After thrift became an Apache project, internal Facebook employees found it harder to iterate using external tools than our internal github repos. Many of the changes depended on things that weren’t open source, or only recently became open source in folly. We do hope to merge as many changes as possible back upstream, but felt it was more important to get the code open source as quickly as possible. In addition, fbthrift is a dependency for several other projects Facebook wants to open source in the near future.
StefanKarpinski|12 years ago
> Many of the changes depended on things that weren’t open source, or only recently became open source in folly.

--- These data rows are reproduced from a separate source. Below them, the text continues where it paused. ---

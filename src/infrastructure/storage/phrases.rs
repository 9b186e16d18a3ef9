use crate::domain::error::{BridgeError, EngineError};
use crate::domain::model::{LanguagePair, PackageMetadata};
use crate::domain::segment::{self, DEFAULT_MAX_PHRASE_WORDS};
use crate::domain::traits::Translator;
use async_trait::async_trait;
use std::path::Path;
use tokio_rusqlite::Connection;

pub const PHRASES_FILE: &str = "phrases.db";

/// Translator backed by an installed package's phrase table.
pub struct PhraseTableTranslator {
    conn: Connection,
    pair: LanguagePair,
    max_words: usize,
    unspaced: bool,
}

impl PhraseTableTranslator {
    pub async fn open(package_dir: &Path, metadata: &PackageMetadata) -> Result<Self, BridgeError> {
        let db_path = package_dir.join(PHRASES_FILE);
        if !db_path.exists() {
            return Err(BridgeError::Package(format!(
                "Phrase table missing: {}",
                db_path.display()
            )));
        }

        let conn = Connection::open(db_path).await?;

        // 打开时校验表结构，避免首个请求才暴露损坏的包
        let entries: i64 = conn
            .call(|conn| -> rusqlite::Result<i64> {
                conn.query_row("SELECT COUNT(*) FROM phrases", [], |row| row.get(0))
            })
            .await?;

        let pair = metadata.pair()?;
        tracing::debug!("Phrase table for {} has {} entries", pair, entries);

        Ok(Self {
            conn,
            unspaced: segment::is_unspaced(&pair.target),
            pair,
            max_words: metadata
                .max_phrase_words
                .unwrap_or(DEFAULT_MAX_PHRASE_WORDS),
        })
    }
}

#[async_trait]
impl Translator for PhraseTableTranslator {
    fn pair(&self) -> &LanguagePair {
        &self.pair
    }

    async fn translate(&self, text: &str) -> Result<String, EngineError> {
        let text = text.to_string();
        let max_words = self.max_words;
        let unspaced = self.unspaced;

        let translated = self
            .conn
            .call(move |conn| -> rusqlite::Result<String> {
                let mut stmt = conn.prepare_cached("SELECT target FROM phrases WHERE source = ?1")?;
                segment::translate_with(&text, max_words, unspaced, |key| {
                    use rusqlite::OptionalExtension;
                    stmt.query_row([key], |row| row.get::<_, String>(0)).optional()
                })
            })
            .await?;

        Ok(translated)
    }
}
// HTTP client utilities
use crate::domain::error::BridgeError;
use crate::infrastructure::config::Config;
use reqwest::Client;
use std::time::Duration;

/// Build the client used for index refreshes and package downloads.
pub fn create_client(config: &Config) -> Result<Client, BridgeError> {
    let mut builder = Client::builder()
        .pool_max_idle_per_host(2)
        .pool_idle_timeout(Duration::from_secs(30))
        .connect_timeout(Duration::from_secs(15))
        .timeout(Duration::from_secs(config.download_timeout_secs))
        .user_agent(concat!("mt-bridge/", env!("CARGO_PKG_VERSION")));

    if let Some(proxy) = config.http_proxy.as_deref().filter(|p| !p.is_empty()) {
        builder = builder.proxy(reqwest::Proxy::all(proxy)?);
    }

    Ok(builder.build()?)
}
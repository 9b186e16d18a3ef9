pub mod download;
pub mod http;
pub mod index;
//! JSON Lines framing for the parent process.
//!
//! Inbound: one `{"text": ...}` object per line. Outbound: one status,
//! result or error object per line, flushed as soon as it is written.

use crate::domain::error::{BridgeError, ParseError};
use crate::domain::model::{Request, StatusEvent};
use crate::domain::traits::StatusReporter;
use async_trait::async_trait;
use futures_util::stream::{self, Stream};
use serde::Serialize;
use serde_json::Value;
use tokio::io::{AsyncBufRead, AsyncBufReadExt, AsyncWrite, AsyncWriteExt};
use tracing::warn;

#[derive(Debug, Clone, Copy, PartialEq, Eq, Serialize)]
#[serde(rename_all = "snake_case")]
pub enum Status {
    DownloadingModel,
    Ready,
}

#[derive(Debug, Clone, PartialEq, Eq, Serialize)]
#[serde(untagged)]
pub enum OutboundMessage {
    Status { status: Status },
    Text { text: String },
    Error { error: String },
}

impl OutboundMessage {
    pub fn text(text: impl Into<String>) -> Self {
        Self::Text { text: text.into() }
    }

    pub fn error(error: impl Into<String>) -> Self {
        Self::Error {
            error: error.into(),
        }
    }
}

impl From<StatusEvent> for OutboundMessage {
    fn from(event: StatusEvent) -> Self {
        match event {
            StatusEvent::DownloadingModel => Self::Status {
                status: Status::DownloadingModel,
            },
            StatusEvent::Ready => Self::Status {
                status: Status::Ready,
            },
            StatusEvent::Error(message) => Self::Error { error: message },
        }
    }
}

/// Parse one input line into a request.
pub fn parse_line(line: &[u8]) -> Result<Request, ParseError> {
    let value: Value = serde_json::from_slice(line).map_err(ParseError::Malformed)?;
    let Value::Object(mut fields) = value else {
        return Err(ParseError::NotAnObject);
    };

    match fields.remove("text") {
        None | Some(Value::Null) => Ok(Request { text: None }),
        Some(Value::String(text)) => Ok(Request { text: Some(text) }),
        Some(_) => Err(ParseError::InvalidText),
    }
}

/// Lazily read and parse requests, one line at a time, until end of input.
///
/// The outer `Result` carries read failures on the input channel.
pub fn requests<R>(
    reader: R,
) -> impl Stream<Item = Result<Result<Request, ParseError>, std::io::Error>>
where
    R: AsyncBufRead + Unpin,
{
    stream::unfold((reader, Vec::new()), |(mut reader, mut buf)| async move {
        buf.clear();
        match reader.read_until(b'\n', &mut buf).await {
            Ok(0) => None,
            Ok(_) => {
                let parsed = parse_line(&buf);
                Some((Ok(parsed), (reader, buf)))
            }
            Err(e) => Some((Err(e), (reader, buf))),
        }
    })
}

/// Writes protocol messages, one flushed line each.
///
/// `downloading_model` and `ready` are sent at most once.
pub struct ProtocolWriter<W> {
    out: W,
    downloading_sent: bool,
    ready_sent: bool,
}

impl<W: AsyncWrite + Unpin + Send> ProtocolWriter<W> {
    pub fn new(out: W) -> Self {
        Self {
            out,
            downloading_sent: false,
            ready_sent: false,
        }
    }

    pub async fn send(&mut self, message: &OutboundMessage) -> Result<(), BridgeError> {
        if let OutboundMessage::Status { status } = message {
            let seen = match status {
                Status::DownloadingModel => &mut self.downloading_sent,
                Status::Ready => &mut self.ready_sent,
            };
            if *seen {
                warn!("Status {:?} already sent, dropping duplicate", status);
                return Ok(());
            }
            *seen = true;
        }

        let mut line = serde_json::to_vec(message)?;
        line.push(b'\n');
        self.out.write_all(&line).await?;
        self.out.flush().await?;
        Ok(())
    }

    #[cfg(test)]
    pub fn into_inner(self) -> W {
        self.out
    }
}

#[async_trait]
impl<W: AsyncWrite + Unpin + Send> StatusReporter for ProtocolWriter<W> {
    async fn report(&mut self, event: StatusEvent) -> Result<(), BridgeError> {
        self.send(&event.into()).await
    }
}
use crate::domain::error::BridgeError;
use crate::domain::model::{LanguagePair, DEFAULT_SOURCE, DEFAULT_TARGET};
use crate::interfaces::cli::Cli;
use serde::{Deserialize, Serialize};
use std::fs;
use std::path::{Path, PathBuf};

#[derive(Debug, Serialize, Deserialize, Clone)]
pub struct Config {
    #[serde(default = "default_from")]
    pub from: String,
    #[serde(default = "default_to")]
    pub to: String,
    pub index_url: Option<String>,
    pub data_dir: Option<String>,
    pub http_proxy: Option<String>,
    #[serde(default = "default_download_timeout_secs")]
    pub download_timeout_secs: u64,
    #[serde(default)]
    pub logging: Logging,
}

#[derive(Debug, Serialize, Deserialize, Clone)]
pub struct Logging {
    #[serde(default = "default_enable")]
    pub enable: bool,
    pub path: Option<String>,
    #[serde(default = "default_log_level")]
    pub level: String,
}

impl Default for Logging {
    fn default() -> Self {
        Self {
            enable: true,
            path: None,
            level: "WARN".to_string(),
        }
    }
}

impl Default for Config {
    fn default() -> Self {
        Self {
            from: default_from(),
            to: default_to(),
            index_url: None,
            data_dir: None,
            http_proxy: None,
            download_timeout_secs: default_download_timeout_secs(),
            logging: Logging::default(),
        }
    }
}

impl Config {
    /// Command line values win over the file.
    pub fn with_overrides(mut self, cli: &Cli) -> Self {
        if let Some(from) = &cli.from {
            self.from = from.clone();
        }
        if let Some(to) = &cli.to {
            self.to = to.clone();
        }
        if let Some(index_url) = &cli.index_url {
            self.index_url = Some(index_url.clone());
        }
        if let Some(data_dir) = &cli.data_dir {
            self.data_dir = Some(data_dir.display().to_string());
        }
        self
    }

    pub fn language_pair(&self) -> Result<LanguagePair, BridgeError> {
        LanguagePair::new(&self.from, &self.to)
    }
}

// Defaults
fn default_from() -> String {
    DEFAULT_SOURCE.to_string()
}
fn default_to() -> String {
    DEFAULT_TARGET.to_string()
}
fn default_download_timeout_secs() -> u64 {
    300
}
fn default_enable() -> bool {
    true
}
fn default_log_level() -> String {
    "WARN".to_string()
}

pub fn get_config_path() -> Option<PathBuf> {
    dirs::config_dir().map(|p| p.join("mt-bridge").join("config.toml"))
}

/// Package data directory: config value, else `<data_dir>/mt-bridge`.
pub fn get_data_dir(config: &Config) -> PathBuf {
    match config.data_dir.as_deref() {
        Some(dir) if !dir.is_empty() => PathBuf::from(dir),
        _ => dirs::data_dir()
            .unwrap_or_else(|| PathBuf::from("."))
            .join("mt-bridge"),
    }
}

/// Load configuration from `explicit` or the default location.
///
/// A missing default file yields defaults; a missing explicit file is an error.
/// A file that fails to parse yields defaults with a warning on stderr.
pub fn load_config(explicit: Option<&Path>) -> Result<Config, BridgeError> {
    let path = match explicit {
        Some(path) => {
            if !path.exists() {
                return Err(BridgeError::Config(format!(
                    "Config file not found: {}",
                    path.display()
                )));
            }
            Some(path.to_path_buf())
        }
        None => get_config_path().filter(|p| p.exists()),
    };

    if let Some(path) = path {
        let content = fs::read_to_string(&path)?;
        return Ok(parse_config(&content));
    }

    Ok(Config::default())
}

fn parse_config(content: &str) -> Config {
    match toml::from_str::<Config>(content) {
        Ok(config) => config,
        Err(e) => {
            // 日志尚未初始化，直接写 stderr
            eprintln!(
                "Warning: Failed to parse config file: {}. Using defaults.",
                e
            );
            Config::default()
        }
    }
}

pub fn generate_config_sample(explicit: Option<&Path>) -> Result<PathBuf, BridgeError> {
    let path = match explicit {
        Some(path) => path.to_path_buf(),
        None => get_config_path().ok_or_else(|| {
            BridgeError::Config("Cannot determine config directory".to_string())
        })?,
    };

    if path.exists() {
        eprintln!("Config file already exists at: {}", path.display());
        return Ok(path);
    }

    if let Some(parent) = path.parent() {
        fs::create_dir_all(parent)?;
    }

    let sample = Config::default();
    let toml_content = toml::to_string_pretty(&sample)
        .map_err(|e| BridgeError::Config(format!("Failed to serialize config: {}", e)))?;
    fs::write(&path, toml_content)
        .map_err(|e| BridgeError::Config(format!("Failed to write config file: {}", e)))?;
    Ok(path)
}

Is "folly" some sort of jargon I'm unfamiliar with here, or does this literally mean that some things were foolishly open sourced recently due to a lapses of good sense?
textminer|12 years ago
teacup50|12 years ago
This is just wasteful behavior. Why would anyone try to work with you to build community around this code? Why should anyone trust that you won't just abandon this fork's community and then come out with another full rewrite in a few years time from your silo?
TallGuyShort|12 years ago
Working exclusively through open source communities like the ASF can slow you down sometimes, so if you need to iterate quickly on something sometimes the upstream review or release process isn't appropriate - even though it might require more work later. They're still open-sourcing their technology, and intend to move it back to the original project. What more can you really ask them to do?
maxlybbert|12 years ago
But the fact that they've open sourced that fork, and are working to get changes merged upstream is great news. It's far better behavior than many other companies: Oracle, IBM and Sun all come to mind.
nly|12 years ago
Personally I commend Facebook for their recent open source contributions. Sure, they suffer from bunker syndrome, but that seems to be par for the course for these sorts of companies. Just look at Android for another example of code-drop Buckaroo.